(RECORDS)
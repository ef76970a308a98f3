//! Collision, avoidance and internal-guide volumes.
//!
//! Three tensors indexed by (branch-radius sample, layer):
//!
//! - **collision**: where a branch of the sampled radius may not be. The
//!   model outline united with the machine border, inflated by the XY
//!   clearance plus the sampled radius with round joins. Sample 0 is the
//!   infinitesimally thin branch: pure model plus clearance.
//! - **avoidance**: the downward closure of collision. A point inside the
//!   avoidance area has no collision-free descending path to the build
//!   plate at the slope limit.
//! - **internal guide**: avoidance minus collision; steers branches that
//!   rest on the model toward its interior.
//!
//! Collision construction parallelises over radius samples; avoidance is
//! serially dependent layer-by-layer within a sample but samples propagate
//! in parallel. All cells are written once here and read-only afterwards.

use super::TreeSupportSettings;
use crate::clipper::{self, OffsetJoinType};
use crate::geometry::ExPolygons;
use crate::storage::SliceDataStorage;
use crate::Coord;
use rayon::prelude::*;

/// Jitter removed after each avoidance erosion, in scaled units.
const AVOIDANCE_SMOOTH_LENGTH: Coord = 5;

#[derive(Debug, Clone)]
pub struct TreeModelVolumes {
    collision: Vec<Vec<ExPolygons>>,
    avoidance: Vec<Vec<ExPolygons>>,
    internal_guide: Vec<Vec<ExPolygons>>,
    radius_sample_resolution: Coord,
}

impl TreeModelVolumes {
    /// Compute all three volumes for the sliced scene.
    pub fn build(
        storage: &SliceDataStorage,
        machine_volume_border: &ExPolygons,
        settings: &TreeSupportSettings,
    ) -> Self {
        let resolution = settings.radius_sample_resolution;
        let sample_count =
            (settings.maximum_radius as f64 / resolution as f64).round() as usize + 1;
        let layer_count = storage.layer_count();

        let collision: Vec<Vec<ExPolygons>> = (0..sample_count)
            .into_par_iter()
            .map(|radius_sample| {
                let radius = radius_sample as Coord * resolution;
                (0..layer_count)
                    .map(|layer_nr| {
                        let outline = storage.layer_outlines(layer_nr, false);
                        let merged = clipper::union(&outline, machine_volume_border);
                        // Enough space to avoid the (sampled) width of the
                        // branch.
                        clipper::offset_expolygons(
                            &merged,
                            settings.xy_distance + radius,
                            OffsetJoinType::Round,
                        )
                    })
                    .collect()
            })
            .collect();

        let max_move = settings.maximum_move_distance;
        let avoidance: Vec<Vec<ExPolygons>> = collision
            .par_iter()
            .map(|collision_sample| Self::propagate_avoidance(collision_sample, max_move))
            .collect();

        let internal_guide: Vec<Vec<ExPolygons>> = collision
            .par_iter()
            .zip(avoidance.par_iter())
            .map(|(collision_sample, avoidance_sample)| {
                collision_sample
                    .iter()
                    .zip(avoidance_sample.iter())
                    .map(|(collision_layer, avoidance_layer)| {
                        clipper::difference(avoidance_layer, collision_layer)
                    })
                    .collect()
            })
            .collect();

        Self {
            collision,
            avoidance,
            internal_guide,
            radius_sample_resolution: resolution,
        }
    }

    /// Close the per-layer reachability operator: inset the layer above by
    /// the slope limit (one layer of maximum movement), then union the
    /// current collision layer. Smoothing keeps the erosion from
    /// accumulating micrometre segments.
    fn propagate_avoidance(collision_sample: &[ExPolygons], max_move: Coord) -> Vec<ExPolygons> {
        let mut avoidance_sample: Vec<ExPolygons> = Vec::with_capacity(collision_sample.len());
        let Some(bottom) = collision_sample.first() else {
            return avoidance_sample;
        };
        avoidance_sample.push(bottom.clone());

        for (layer_nr, collision_layer) in collision_sample.iter().enumerate().skip(1) {
            let eroded = clipper::offset_expolygons(
                &avoidance_sample[layer_nr - 1],
                -max_move,
                OffsetJoinType::Round,
            );
            let smoothed = clipper::smooth_expolygons(eroded, AVOIDANCE_SMOOTH_LENGTH);
            avoidance_sample.push(clipper::union(&smoothed, collision_layer));
        }

        avoidance_sample
    }

    /// Map a branch radius to its sample index, clamped to the sampled range.
    pub fn sample_for_radius(&self, radius: Coord) -> usize {
        let sample = (radius as f64 / self.radius_sample_resolution as f64).round() as usize;
        sample.min(self.sample_count().saturating_sub(1))
    }

    /// Forbidden region for a branch of the sampled radius.
    pub fn collision(&self, radius_sample: usize, layer_nr: usize) -> &ExPolygons {
        &self.collision[radius_sample][layer_nr]
    }

    /// Region without a collision-free descending path at the sampled radius.
    pub fn avoidance(&self, radius_sample: usize, layer_nr: usize) -> &ExPolygons {
        &self.avoidance[radius_sample][layer_nr]
    }

    /// Avoidance minus collision at the sampled radius.
    pub fn internal_guide(&self, radius_sample: usize, layer_nr: usize) -> &ExPolygons {
        &self.internal_guide[radius_sample][layer_nr]
    }

    pub fn sample_count(&self) -> usize {
        self.collision.len()
    }

    pub fn layer_count(&self) -> usize {
        self.collision.first().map(|s| s.len()).unwrap_or(0)
    }
}

#[cfg(test)]
mod tests {
    use super::*;
    use crate::geometry::{expolygon, ExPolygon, Point, Polygon};
    use crate::storage::{MachineSettings, SliceDataStorage, TreeSupportConfig};
    use crate::support::TreeSupport;

    fn tower_storage(layers: usize) -> SliceDataStorage {
        let outline = ExPolygon::new(Polygon::rectangle(
            Point::new_scale(100.0, 100.0),
            Point::new_scale(110.0, 110.0),
        ));
        SliceDataStorage::new(
            MachineSettings::default(),
            TreeSupportConfig::default(),
            vec![vec![outline]; layers],
            vec![],
        )
        .unwrap()
    }

    fn build_volumes(storage: &SliceDataStorage) -> (TreeSupportSettings, TreeModelVolumes) {
        let settings = TreeSupportSettings::new(&storage.config, storage.layer_count());
        let tree = TreeSupport::new(storage);
        let volumes = TreeModelVolumes::build(storage, tree.machine_volume_border(), &settings);
        (settings, volumes)
    }

    #[test]
    fn test_collision_grows_with_radius() {
        let storage = tower_storage(4);
        let (_, volumes) = build_volumes(&storage);

        assert!(volumes.sample_count() > 1);
        // A point 1mm outside the model clears sample 0 but not a fat branch.
        let near = Point::new_scale(99.0, 105.0);
        assert!(!expolygon::contains(volumes.collision(0, 1), &near, false));
        let fat = volumes.sample_count() - 1;
        assert!(expolygon::contains(volumes.collision(fat, 1), &near, false));
    }

    #[test]
    fn test_collision_subset_of_avoidance() {
        let storage = tower_storage(5);
        let (_, volumes) = build_volumes(&storage);

        // Collision minus avoidance must be empty on every cell.
        for radius_sample in 0..volumes.sample_count() {
            for layer_nr in 0..volumes.layer_count() {
                let extra = clipper::difference(
                    volumes.collision(radius_sample, layer_nr),
                    volumes.avoidance(radius_sample, layer_nr),
                );
                assert!(
                    expolygon::total_area(&extra) < 100.0,
                    "collision escapes avoidance at sample {radius_sample} layer {layer_nr}"
                );
            }
        }
    }

    #[test]
    fn test_avoidance_bottom_equals_collision() {
        let storage = tower_storage(3);
        let (_, volumes) = build_volumes(&storage);

        let diff_a = clipper::difference(volumes.avoidance(0, 0), volumes.collision(0, 0));
        let diff_b = clipper::difference(volumes.collision(0, 0), volumes.avoidance(0, 0));
        assert!(expolygon::total_area(&diff_a) < 1.0);
        assert!(expolygon::total_area(&diff_b) < 1.0);
    }

    #[test]
    fn test_avoidance_propagation_is_fixed_point() {
        let storage = tower_storage(5);
        let (settings, volumes) = build_volumes(&storage);

        // Re-running the propagation over the already propagated field keeps
        // it unchanged (up to clipper jitter).
        let sample: Vec<ExPolygons> = (0..volumes.layer_count())
            .map(|l| volumes.avoidance(0, l).clone())
            .collect();
        let again = TreeModelVolumes::propagate_avoidance(&sample, settings.maximum_move_distance);
        for (layer_nr, (a, b)) in sample.iter().zip(again.iter()).enumerate() {
            let extra = clipper::difference(b, a);
            assert!(
                expolygon::total_area(&extra) < 1000.0,
                "avoidance not a fixed point at layer {layer_nr}"
            );
        }
    }

    #[test]
    fn test_internal_guide_is_avoidance_minus_collision() {
        let storage = tower_storage(4);
        let (_, volumes) = build_volumes(&storage);

        for layer_nr in 0..volumes.layer_count() {
            let overlap = clipper::intersection(
                volumes.internal_guide(0, layer_nr),
                volumes.collision(0, layer_nr),
            );
            assert!(expolygon::total_area(&overlap) < 100.0);
        }
    }

    #[test]
    fn test_sample_for_radius_clamps() {
        let storage = tower_storage(3);
        let (settings, volumes) = build_volumes(&storage);

        assert_eq!(volumes.sample_for_radius(0), 0);
        let round_trip =
            volumes.sample_for_radius(settings.radius_sample_resolution * 2) as Coord;
        assert_eq!(round_trip, 2);
        // Radii beyond the bookkeeping clamp to the last sample.
        assert_eq!(
            volumes.sample_for_radius(settings.maximum_radius * 10),
            volumes.sample_count() - 1
        );
    }
}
(End RECORDS)
--- TASK ---
Return the entries exactly through the "not be. The" line.

--- YOUR SOLUTION ---
repository ef76970a308a98f3
//! Collision, avoidance and internal-guide volumes.
//!
//! Three tensors indexed by (branch-radius sample, layer):
//!
//! - **collision**: where a branch of the sampled radius may not be. The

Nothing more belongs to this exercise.